Дальше посол спросил о турецких ракетах.
«Президент не видит здесь никаких неразрешимых трудностей, я уже говорил вам об этом ранее», — заявил Кеннеди.
Дальше Кеннеди заговорил (я сократил его слова) о трудностях — это общественное мнение плюс необходимость убедить союзников по НАТО, и особенно турок.
«Я думаю, что для ликвидации базы в Турции, — сказал Кеннеди, — потребуется 4–5 месяцев. Мы можем продолжить обсуждение деталей по закрытым каналам, но президент не в состоянии сейчас говорить о турецких ракетах открыто. Вопрос очень чувствительный и секретный, о его позиции, кроме их двоих, в Вашингтоне осведомлены только 2–3 человека».
Кеннеди попросил передать содержание разговора в Москву, как можно быстрее, им желательно, «если возможно, получить уже завтра, в воскресенье, ясный ответ о принципиальном согласии. Нет времени для дискуссий, на разрешение кризиса остается очень мало времени».
Кеннеди подчеркнул, что он изложил просьбу, а не ультиматум, сказал, «что президент надеется на понимание со стороны советского руководства». Перед уходом Роберт Кеннеди дал послу номер своего прямого телефона в Белом доме и сказал, что по возвращении немедленно все доложит президенту, с которым он практически не расстается все это время.
Добрынин описывает обстановку встречи: «Роберт Кеннеди выглядел очень расстроенным, во всяком случае я его таким никогда ранее не видел. Дважды он пытался возвратиться к теме обмана Президента со стороны Хрущева, но не заострял этого вопрса. Он не пытался вступать в полемику, как это обычно делал ранее, и настойчиво повторял: 'Сейчас самое важное — время.

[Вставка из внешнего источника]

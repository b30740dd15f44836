//! Public entry points of the book pipeline.
//!
//! Every stage trigger follows the same order: validate the book, claim it in
//! the in-flight set, pass the session gate, then hand the job to its worker.
//! The returned [`StageTask`] completes once the outcome has been written back
//! to the books and the queue reconciled. Stage failures never escape as
//! errors from the task; they end up on the affected books.

use std::sync::Arc;
use std::time::Duration;

use log::{debug, error, info, warn};
use tokio::sync::broadcast;
use tokio::task::JoinHandle;
use tracing::{info_span, Instrument};

use crate::api::{HttpPublishingApi, KdpCredentials, PublishingApi};
use crate::broadcast::{
    BookEvent, JobProgressBroadcaster, JobProgressEvent, SessionEvent, SessionEventBroadcaster,
};
use crate::config::schema::{CredentialSettings, Settings};
use crate::db::run_repo::{self, RunRow};
use crate::db::Database;
use crate::error::{BookpipeError, WorkerError};
use crate::retry::RetryPolicy;
use crate::session::{
    ExternalSession, KvSessionStore, MemorySessionStore, ProbeOutcome, SessionGate, SessionStore,
    StatusProbe,
};
use crate::worker::{
    ItemOutcome, JobKind, JobResult, JobRun, JobRunStatus, JobSpec, JobStream, WorkerRegistry,
};

use super::book::{Book, BookStatus};
use super::book_store::BookStore;
use super::error::PipelineError;
use super::in_flight::{InFlightGuard, InFlightRegistry};
use super::sync::QueueSynchronizer;
use super::sync_scheduler::SyncScheduler;

const MAX_TITLE_CHARS: usize = 120;

/// What happened to a stage trigger.
#[derive(Debug)]
pub enum StageStart {
    Started(StageTask),
    /// Some of the books already have a stage running; nothing was submitted.
    AlreadyInFlight { book_ids: Vec<String> },
    /// The worker for this kind is running another job.
    WorkerBusy(JobKind),
}

impl StageStart {
    pub fn is_started(&self) -> bool {
        matches!(self, StageStart::Started(_))
    }

    pub fn task(self) -> Option<StageTask> {
        match self {
            StageStart::Started(task) => Some(task),
            _ => None,
        }
    }
}

/// Handle on a running stage.
#[derive(Debug)]
pub struct StageTask {
    job_id: String,
    kind: JobKind,
    handle: JoinHandle<StageOutcome>,
}

impl StageTask {
    pub fn job_id(&self) -> &str {
        &self.job_id
    }

    pub fn kind(&self) -> JobKind {
        self.kind
    }

    /// Waits until the outcome is applied to the books.
    pub async fn wait(self) -> StageOutcome {
        match self.handle.await {
            Ok(outcome) => outcome,
            Err(e) => {
                error!("{} stage {} task failed: {}", self.kind, self.job_id, e);
                let mut result = JobResult::new(&self.job_id, self.kind, JobRunStatus::Failed, 0);
                result.error = Some(format!("Stage task failed: {}", e));
                StageOutcome {
                    kind: self.kind,
                    result,
                    reconciled: false,
                    books: Vec::new(),
                }
            }
        }
    }
}

#[derive(Debug, Clone)]
pub struct StageOutcome {
    pub kind: JobKind,
    pub result: JobResult,
    /// Whether the queue reconciliation after the job succeeded.
    pub reconciled: bool,
    /// The affected books after the outcome was applied.
    pub books: Vec<Book>,
}

enum Stage {
    Generation,
    FullGeneration { book_id: String },
    KdpData,
    Upload { book_id: String },
}

enum Launch {
    Started {
        stream: JobStream,
        guard: InFlightGuard,
    },
    Refused(StageStart),
    /// The worker became busy between the check and the start, after
    /// `prepare` already ran.
    Raced,
}

struct Inner {
    store: Arc<BookStore>,
    gate: SessionGate,
    workers: WorkerRegistry,
    sync: Arc<QueueSynchronizer>,
    in_flight: InFlightRegistry,
    jobs: JobProgressBroadcaster,
    settle_delay: Duration,
    sync_interval: Option<Duration>,
    credentials: Option<CredentialSettings>,
    history: Option<Database>,
}

/// Drives books through generation, KDP data and upload.
#[derive(Clone)]
pub struct PipelineOrchestrator {
    inner: Arc<Inner>,
}
use std::collections::BTreeMap;
use std::fmt;

use chrono::{DateTime, Utc};
use serde::{Deserialize, Serialize};

use crate::api::RemoteQueueEntry;
use crate::worker::JobKind;

use super::error::PipelineError;

/// Lifecycle position of a book. Ordered by progress.
#[derive(Debug, Clone, Copy, PartialEq, Eq, PartialOrd, Ord, Hash, Serialize, Deserialize)]
#[serde(rename_all = "lowercase")]
pub enum BookStatus {
    Pending,
    Review,
    Uploaded,
}

impl BookStatus {
    /// Parses a queue status, ignoring case and surrounding whitespace.
    pub fn parse(value: &str) -> Option<Self> {
        match value.trim().to_ascii_lowercase().as_str() {
            "pending" => Some(BookStatus::Pending),
            "review" => Some(BookStatus::Review),
            "uploaded" => Some(BookStatus::Uploaded),
            _ => None,
        }
    }

    pub fn as_str(&self) -> &'static str {
        match self {
            BookStatus::Pending => "pending",
            BookStatus::Review => "review",
            BookStatus::Uploaded => "uploaded",
        }
    }

    /// The status one step further, if any.
    pub fn next(&self) -> Option<Self> {
        match self {
            BookStatus::Pending => Some(BookStatus::Review),
            BookStatus::Review => Some(BookStatus::Uploaded),
            BookStatus::Uploaded => None,
        }
    }
}

impl fmt::Display for BookStatus {
    fn fmt(&self, f: &mut fmt::Formatter<'_>) -> fmt::Result {
        f.write_str(self.as_str())
    }
}

/// Optimistic "in progress" marker awaiting confirmation by reconciliation.
#[derive(Debug, Clone, PartialEq, Eq, Serialize, Deserialize)]
pub struct Provisional {
    pub target: BookStatus,
    pub since: DateTime<Utc>,
}

#[derive(Debug, Clone, PartialEq, Serialize, Deserialize)]
#[serde(rename_all = "camelCase")]
pub struct Book {
    id: String,
    pub title: String,
    #[serde(default, skip_serializing_if = "Option::is_none")]
    pub prompt: Option<String>,
    #[serde(default)]
    pub niche: Option<String>,
    #[serde(default)]
    pub target_audience: Option<String>,
    #[serde(default)]
    pub word_count: Option<u32>,
    #[serde(default)]
    pub chapters: Option<u32>,
    #[serde(default)]
    pub author_name: Option<String>,
    #[serde(default)]
    pub price: Option<f64>,
    #[serde(default)]
    pub manuscript_filename: Option<String>,
    #[serde(default)]
    pub cover_filename: Option<String>,
    #[serde(default)]
    pub proofread_report: Option<String>,
    #[serde(default)]
    pub kdp_form_data: BTreeMap<String, serde_json::Value>,
    status: BookStatus,
    #[serde(default)]
    pub error: Option<String>,
    #[serde(default)]
    failed_stage: Option<JobKind>,
    /// Error the queue reported at the last merge.
    #[serde(default)]
    remote_error: Option<String>,
    #[serde(default)]
    provisional: Option<Provisional>,
    #[serde(default)]
    kdp_data_ready: bool,
    #[serde(default)]
    regeneration_requested: bool,
    /// UI hints, not authoritative.
    #[serde(default)]
    pub progress: Option<u8>,
    #[serde(default)]
    pub estimated_time: Option<String>,
    pub created_at: DateTime<Utc>,
    pub updated_at: DateTime<Utc>,
}

impl Book {
    /// A new pending book created locally from a prompt.
    pub fn new(title: impl Into<String>, prompt: Option<String>) -> Self {
        let now = Utc::now();
        Self {
            id: uuid::Uuid::new_v4().to_string(),
            title: title.into(),
            prompt,
            niche: None,
            target_audience: None,
            word_count: None,
            chapters: None,
            author_name: None,
            price: None,
            manuscript_filename: None,
            cover_filename: None,
            proofread_report: None,
            kdp_form_data: BTreeMap::new(),
            status: BookStatus::Pending,
            error: None,
            failed_stage: None,
            remote_error: None,
            provisional: None,
            kdp_data_ready: false,
            regeneration_requested: false,
            progress: None,
            estimated_time: None,
            created_at: now,
            updated_at: now,
        }
    }

    /// A book first seen in the remote queue.
    pub fn from_remote(entry: &RemoteQueueEntry, status: BookStatus) -> Self {
        let mut book = Self::new(entry.title.clone(), None);
        if let Some(id) = entry.id.as_deref().filter(|id| !id.is_empty()) {
            book.id = id.to_string();
        }
        book.status = status;
        book.apply_remote_fields(entry);
        book
    }

    pub fn id(&self) -> &str {
        &self.id
    }

    pub fn status(&self) -> BookStatus {
        self.status
    }

    /// Status to show: the provisional target while one is pending.
    pub fn display_status(&self) -> BookStatus {
        self.provisional
            .as_ref()
            .map(|p| p.target)
            .unwrap_or(self.status)
    }

    pub fn provisional(&self) -> Option<&Provisional> {
        self.provisional.as_ref()
    }

    pub fn failed_stage(&self) -> Option<JobKind> {
        self.failed_stage
    }

    pub fn remote_error(&self) -> Option<&str> {
        self.remote_error.as_deref()
    }

    pub fn kdp_data_ready(&self) -> bool {
        self.kdp_data_ready
    }

    pub fn regeneration_requested(&self) -> bool {
        self.regeneration_requested
    }

    /// Moves exactly one step forward. Staying put is a no-op.
    pub fn advance_to(&mut self, target: BookStatus) -> Result<(), PipelineError> {
        if target == self.status {
            return Ok(());
        }
        if self.status.next() != Some(target) {
            return Err(self.invalid(target));
        }
        self.status = target;
        if target == BookStatus::Review {
            self.regeneration_requested = false;
        }
        Ok(())
    }

    /// The only backward move: Review back to Pending for regeneration.
    pub fn request_regeneration(&mut self) -> Result<(), PipelineError> {
        if self.status != BookStatus::Review {
            return Err(self.invalid(BookStatus::Pending));
        }
        self.status = BookStatus::Pending;
        self.regeneration_requested = true;
        self.kdp_data_ready = false;
        self.clear_error();
        Ok(())
    }

    /// The backend regenerated the book; the next Review may be accepted.
    pub(crate) fn complete_regeneration(&mut self) {
        self.regeneration_requested = false;
    }

    pub fn mark_provisional(&mut self, target: BookStatus) {
        self.provisional = Some(Provisional {
            target,
            since: Utc::now(),
        });
    }

    /// Clears the marker if the status reached its target. Returns true if it did.
    pub fn confirm_provisional(&mut self) -> bool {
        match &self.provisional {
            Some(p) if self.status >= p.target => {
                self.provisional = None;
                true
            }
            _ => false,
        }
    }

    pub fn revert_provisional(&mut self) -> Option<Provisional> {
        self.provisional.take()
    }

    pub fn mark_failed(&mut self, stage: JobKind, error: impl Into<String>) {
        self.error = Some(error.into());
        self.failed_stage = Some(stage);
    }

    pub fn clear_error(&mut self) {
        self.error = None;
        self.failed_stage = None;
    }

    pub(crate) fn set_kdp_data_ready(&mut self) {
        self.kdp_data_ready = true;
    }

    /// Copies descriptive fields the remote entry carries. Status is merged
    /// separately and first: a remote error is charged to the stage the
    /// merged status points at.
    pub fn apply_remote_fields(&mut self, entry: &RemoteQueueEntry) {
        if !entry.title.is_empty() {
            self.title = entry.title.clone();
        }
        fn copy<T: Clone>(target: &mut Option<T>, source: &Option<T>) {
            if source.is_some() {
                *target = source.clone();
            }
        }
        copy(&mut self.niche, &entry.niche);
        copy(&mut self.target_audience, &entry.target_audience);
        copy(&mut self.word_count, &entry.word_count);
        copy(&mut self.chapters, &entry.chapters);
        copy(&mut self.author_name, &entry.author_name);
        copy(&mut self.price, &entry.price);
        copy(&mut self.manuscript_filename, &entry.manuscript_filename);
        copy(&mut self.cover_filename, &entry.cover_filename);
        copy(&mut self.proofread_report, &entry.proofread_report);

        if let Some(form) = entry.kdp_form_data.as_ref().filter(|f| !f.is_empty()) {
            self.kdp_form_data = form.clone();
            if entry.error.as_deref().map_or(true, |e| e.trim().is_empty()) {
                self.kdp_data_ready = true;
            }
        }

        let remote_error = entry
            .error
            .as_deref()
            .map(str::trim)
            .filter(|e| !e.is_empty())
            .map(str::to_string);
        let previous = std::mem::replace(&mut self.remote_error, remote_error.clone());
        match remote_error {
            Some(error) => {
                if self.failed_stage.is_none() {
                    self.failed_stage = self.stage_for_remote_error();
                }
                self.error = Some(error);
            }
            // The queue dropped an error it reported before.
            None if previous.is_some() && self.error == previous => self.clear_error(),
            None => {}
        }
    }

    /// The stage a queue-reported error belongs to, given the current status.
    fn stage_for_remote_error(&self) -> Option<JobKind> {
        match self.status {
            BookStatus::Pending => Some(JobKind::PendingBooksGeneration),
            BookStatus::Review if self.kdp_data_ready => Some(JobKind::Upload),
            BookStatus::Review => Some(JobKind::KdpDataGeneration),
            BookStatus::Uploaded => None,
        }
    }

    pub(crate) fn touch(&mut self) {
        self.updated_at = Utc::now();
    }

    fn invalid(&self, to: BookStatus) -> PipelineError {
        PipelineError::InvalidTransition {
            book_id: self.id.clone(),
            from: self.status,
            to,
        }
    }
}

Мы не должны упустить этот шанс'».
Я позволил себе сократить длинноты, к тому же этот текст — обратный переводу с английского, все это могло отразиться на стиле, но не на содержании телеграммы.
Теперь мы знаем об этом важном разговоре министра Юстиции США Роберта Кеннеди с советским послом Анатолием Добрыниным не практически все, а все без какого-то исключения.
К исходу 27 октября последний дивизион третьего полка баллистических ракет Р-12 приведен в боевую готовность, полностью закончена проверка ядерного боезапаса ракет, — доложили Малиновскому Плиев и командир ракетной дивизии генерал-майор Стаценко.
Очередной разведывательный полет на низкой высоте над ракетными позициями американцы назначили на 10 утра в воскресенье.